Giannis Koskiniatis

Personal information
- Full name: Ioannis Koskiniatis
- Date of birth: 29 August 1983
- Place of birth: Rhodes, Greece
- Date of death: 29 October 2008 (aged 25)
- Place of death: Koskinou, Rhodos, Greece
- Position: Midfielder

Senior career*
- Years: Team / Apps / (Gls)
- –2008: Diagoras / 61 / (4)

= Giannis Koskiniatis =

Greek footballer

Giannis Koskiniatis (29 August 1983 – 29 October 2008) was a Greek footballer who played for Diagoras F.C. He played 61 games and scored 4 goals for the team.

==Career==
Koskiniatis made 61 Gamma Ethniki appearances for Diagoras, scoring four goals and helping the club win promotion to the Beta Ethniki for the 2008–09 season.
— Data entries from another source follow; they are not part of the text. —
use clap::{self, Args, Parser, Subcommand};
use dredge::bins::get_plot_bins;
use dredge::display::{display_list, DisplayFilters, SortOrder, SortPath};
use dredge::error::{DredgeError, Result};
use dredge::fetch::FsFetcher;
use dredge::histogram::PValueHistogram;
use dredge::pairwise::{DiffExpRecord, PairwiseComparison};
use dredge::project::Project;
use dredge::scale::LinearScale;
use dredge::singlecell::cells::parse_transcript_list;
use itertools::Itertools;
use log::{error, info};
use std::collections::BTreeSet;
use std::fs;
use std::io::{self, BufWriter, Write};
use std::sync::Arc;

#[derive(Parser)]
#[clap(author, version, about, long_about = None)]
struct Cli {
    /// Project directory
    #[clap(short = 'p', long = "project")]
    project: String,

    /// Project configuration, relative to the project directory
    #[clap(long = "config", default_value = "project.json")]
    config: String,

    #[clap(subcommand)]
    command: MyCommand,
}

#[allow(non_camel_case_types)]
#[derive(Subcommand)]
enum MyCommand {
    info,
    search(SearchArgs),
    compare(CompareArgs),
    bins(BinsArgs),
    histogram(HistogramArgs),
    expression(ExpressionArgs),
}

/// Treatment pair of a comparison
#[derive(Args)]
struct PairArgs {
    /// first treatment
    #[clap(short = 'a', long = "treatment-a")]
    treatment_a: String,
    /// second treatment
    #[clap(short = 'b', long = "treatment-b")]
    treatment_b: String,
}

/// look up transcripts by name prefix, or resolve a list of names
#[derive(Args)]
struct SearchArgs {
    /// name prefix
    #[clap(default_value = "")]
    prefix: String,

    #[clap(long = "limit", default_value_t = 20)]
    limit: usize,

    /// file with one transcript name per line to resolve instead
    #[clap(long = "import")]
    import: Option<String>,
}

/// print the transcript table of a comparison as TSV
#[derive(Args)]
struct CompareArgs {
    #[clap(flatten)]
    pair: PairArgs,

    /// p-value threshold
    #[clap(long = "pvalue", default_value_t = 1.0)]
    pvalue: f64,

    /// label, pvalue, logfc, logata, mean_a, median_a, mean_b, median_b
    #[clap(long = "sort", default_value = "pvalue")]
    sort: SortPath,

    #[clap(long = "desc")]
    desc: bool,

    /// only show transcripts listed in this file (one per line)
    #[clap(long = "watched")]
    watched: Option<String>,

    #[clap(long = "limit")]
    limit: Option<usize>,
}

/// MA plot bins of a comparison
#[derive(Args)]
struct BinsArgs {
    #[clap(flatten)]
    pair: PairArgs,

    #[clap(long = "pvalue", default_value_t = 1.0)]
    pvalue: f64,

    /// plot width in pixels
    #[clap(long = "width", default_value_t = 600.0)]
    width: f64,

    /// plot height in pixels
    #[clap(long = "height", default_value_t = 400.0)]
    height: f64,

    /// bin size in pixels
    #[clap(long = "unit", default_value_t = 10.0)]
    unit: f64,
}

/// p-value histogram of a comparison
#[derive(Args)]
struct HistogramArgs {
    #[clap(flatten)]
    pair: PairArgs,

    #[clap(long = "bins", default_value_t = 20)]
    n_bins: usize,
}

/// single-cell expression of a transcript
#[derive(Args)]
struct ExpressionArgs {
    #[clap(long = "transcript", short = 't')]
    transcript: String,

    /// print one value per cell instead of cluster summaries
    #[clap(long = "cells")]
    cells: bool,

    /// with --cells, include cells without expression
    #[clap(long = "zeros")]
    zeros: bool,
}

fn fmt_opt(x: Option<f64>) -> String {
    x.map(|v| format!("{v}")).unwrap_or_else(|| "NA".to_string())
}

fn record_row(r: &DiffExpRecord) -> String {
    [
        r.name.clone(),
        r.label.clone(),
        fmt_opt(r.log_fc),
        fmt_opt(r.log_ata),
        fmt_opt(r.p_value),
        fmt_opt(r.treatment_a_mean),
        fmt_opt(r.treatment_a_median),
        fmt_opt(r.treatment_b_mean),
        fmt_opt(r.treatment_b_median),
    ]
    .iter()
    .join("\t")
}

/// (min, max) of the present values, widened if all are equal
fn extent(values: impl Iterator<Item = Option<f64>>) -> (f64, f64) {
    let (lo, hi) = match values.flatten().minmax() {
        itertools::MinMaxResult::NoElements => (0.0, 1.0),
        itertools::MinMaxResult::OneElement(x) => (x, x),
        itertools::MinMaxResult::MinMax(a, b) => (a, b),
    };
    if lo == hi {
        (lo - 1.0, hi + 1.0)
    } else {
        (lo, hi)
    }
}

fn read_name_list(path: &str) -> Result<Vec<String>> {
    Ok(parse_transcript_list(&fs::read_to_string(path)?)
        .into_iter()
        .filter(|n| !n.is_empty())
        .collect())
}

fn comparison(project: &Project, pair: &PairArgs) -> Result<Arc<PairwiseComparison>> {
    project.pairwise_comparison(&pair.treatment_a, &pair.treatment_b)
}

fn run(cli: Cli) -> Result<()> {
    let project = Project::load(Arc::new(FsFetcher::new(&cli.project)), &cli.config)?;
    let stdout = io::stdout();
    let mut writer = BufWriter::new(stdout.lock());

    match cli.command {
        MyCommand::info => {
            let config = project.config();
            writeln!(writer, "{}", config.label)?;
            for (key, t) in project.treatments() {
                writeln!(writer, "treatment\t{key}\t{}\t{}", t.label, t.replicates.iter().join(","))?;
            }
            writeln!(writer, "transcripts\t{}", project.abundances().transcripts().len())?;
            writeln!(writer, "replicates\t{}", project.abundances().replicates().len())?;
            writeln!(writer, "names\t{}", project.corpus().len())?;
            if let Some(sc) = project.single_cell() {
                writeln!(
                    writer,
                    "single-cell\t{} cells\t{} clusters\t{} expressed transcripts",
                    sc.cells().len(),
                    sc.clusters().len(),
                    sc.expression().n_expressed_transcripts()
                )?;
            }
            if let Some(readme) = project.readme() {
                writeln!(writer, "\n{readme}")?;
            }
        }
        MyCommand::search(args) => match args.import {
            Some(path) => {
                let names = read_name_list(&path)?;
                let result = project.corpus().resolve_imports(&names);
                info!("{} found, {} not found", result.found.len(), result.not_found.len());
                for name in result.found.iter() {
                    writeln!(writer, "found\t{name}")?;
                }
                for name in result.not_found.iter() {
                    writeln!(writer, "missing\t{name}")?;
                }
            }
            None => {
                for (alias, canonical) in project.corpus().search_by_prefix(&args.prefix, args.limit) {
                    let links = project.hyperlinks(canonical).into_iter().map(|(_, url)| url).join(" ");
                    writeln!(writer, "{alias}\t{canonical}\t{links}")?;
                }
            }
        },
        MyCommand::compare(args) => {
            let c = comparison(&project, &args.pair)?;
            let watched = match &args.watched {
                Some(path) => {
                    let names = read_name_list(path)?;
                    let resolved = project.corpus().resolve_imports(&names);
                    Some(resolved.found.into_iter().chain(resolved.not_found).collect::<BTreeSet<String>>())
                }
                None => None,
            };
            let filters = DisplayFilters { p_value_threshold: args.pvalue, watched, ..Default::default() };
            let order = if args.desc { SortOrder::Desc } else { SortOrder::Asc };
            let list = display_list(&c, &filters, args.sort, order);

            writeln!(writer, "name\tlabel\tlogFC\tlogATA\tpValue\tmeanA\tmedianA\tmeanB\tmedianB")?;
            for r in list.iter().take(args.limit.unwrap_or(usize::MAX)) {
                writeln!(writer, "{}", record_row(r))?;
            }
        }
        MyCommand::bins(args) => {
            let c = comparison(&project, &args.pair)?;
            let (ata_lo, ata_hi) = extent(c.records().iter().map(|r| r.log_ata));
            let (fc_lo, fc_hi) = extent(c.records().iter().map(|r| r.log_fc));
            let fc_max = fc_lo.abs().max(fc_hi.abs());

            let x = LinearScale::new((ata_lo, ata_hi), (0.0, args.width))?;
            let y = LinearScale::new((-fc_max, fc_max), (args.height, 0.0))?;
            let bins = get_plot_bins(&c, |r| r.passes_p_value(args.pvalue), &x, &y, args.unit)?;

            writeln!(writer, "minFC\tmaxFC\tminATA\tmaxATA\tx0\ty0\tcount")?;
            for b in bins.iter().filter(|b| !b.is_empty()) {
                writeln!(
                    writer,
                    "{}\t{}\t{}\t{}\t{}\t{}\t{}",
                    b.min_fc, b.max_fc, b.min_ata, b.max_ata, b.x0, b.y0, b.len()
                )?;
            }
        }
        MyCommand::histogram(args) => {
            let c = comparison(&project, &args.pair)?;
            let h = PValueHistogram::new(&c, args.n_bins)?;
            writeln!(writer, "lower\tupper\tcount")?;
            for b in h.bins() {
                writeln!(writer, "{:e}\t{:e}\t{}", b.lower, b.upper, b.count)?;
            }
            info!("{} records without a usable p-value", h.excluded());
        }
        MyCommand::expression(args) => {
            let sc = match project.single_cell() {
                Some(sc) => sc,
                None => return Err(DredgeError::not_found("single-cell data for this project")),
            };
            if args.cells {
                let values = sc.expression().expressions_for_transcript(args.transcript.as_str(), args.zeros)?;
                writeln!(writer, "cell\tcluster\texpression")?;
                for (idx, value) in values {
                    let cell = &sc.cells()[idx.0 as usize];
                    writeln!(writer, "{}\t{}\t{}", cell.id, cell.cluster, value)?;
                }
            } else {
                writeln!(writer, "cluster\tlabel\tcells\texpressing\tfraction\tmean")?;
                for s in sc.cluster_summaries(args.transcript.as_str())? {
                    writeln!(
                        writer,
                        "{}\t{}\t{}\t{}\t{:.3}\t{:.3}",
                        s.cluster, s.label, s.n_cells, s.n_expressing, s.fraction_expressing, s.mean_expression
                    )?;
                }
            }
        }
    }
    writer.flush()?;
    Ok(())
}

fn main() {
    env_logger::Builder::from_env(env_logger::Env::default().default_filter_or("info")).init();

    let cli = Cli::parse();
    if let Err(e) = run(cli) {
        error!("{e}");
        std::process::exit(1);
    }
}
However, he did not play the following season due to a leg injury was dropped for a game against Olympiakos after he returned from injury. Koskiniatis went missing around midday, he drove his motorbike to the top of a cliff. He left a suicide note at the top of the cliff. The readings of the note have been kept private within his family circle. Koskiniatis then jumped off the cliff and committed suicide. Diagoras lost the game 3:2.

It is reported that the team had sent him for psychological help.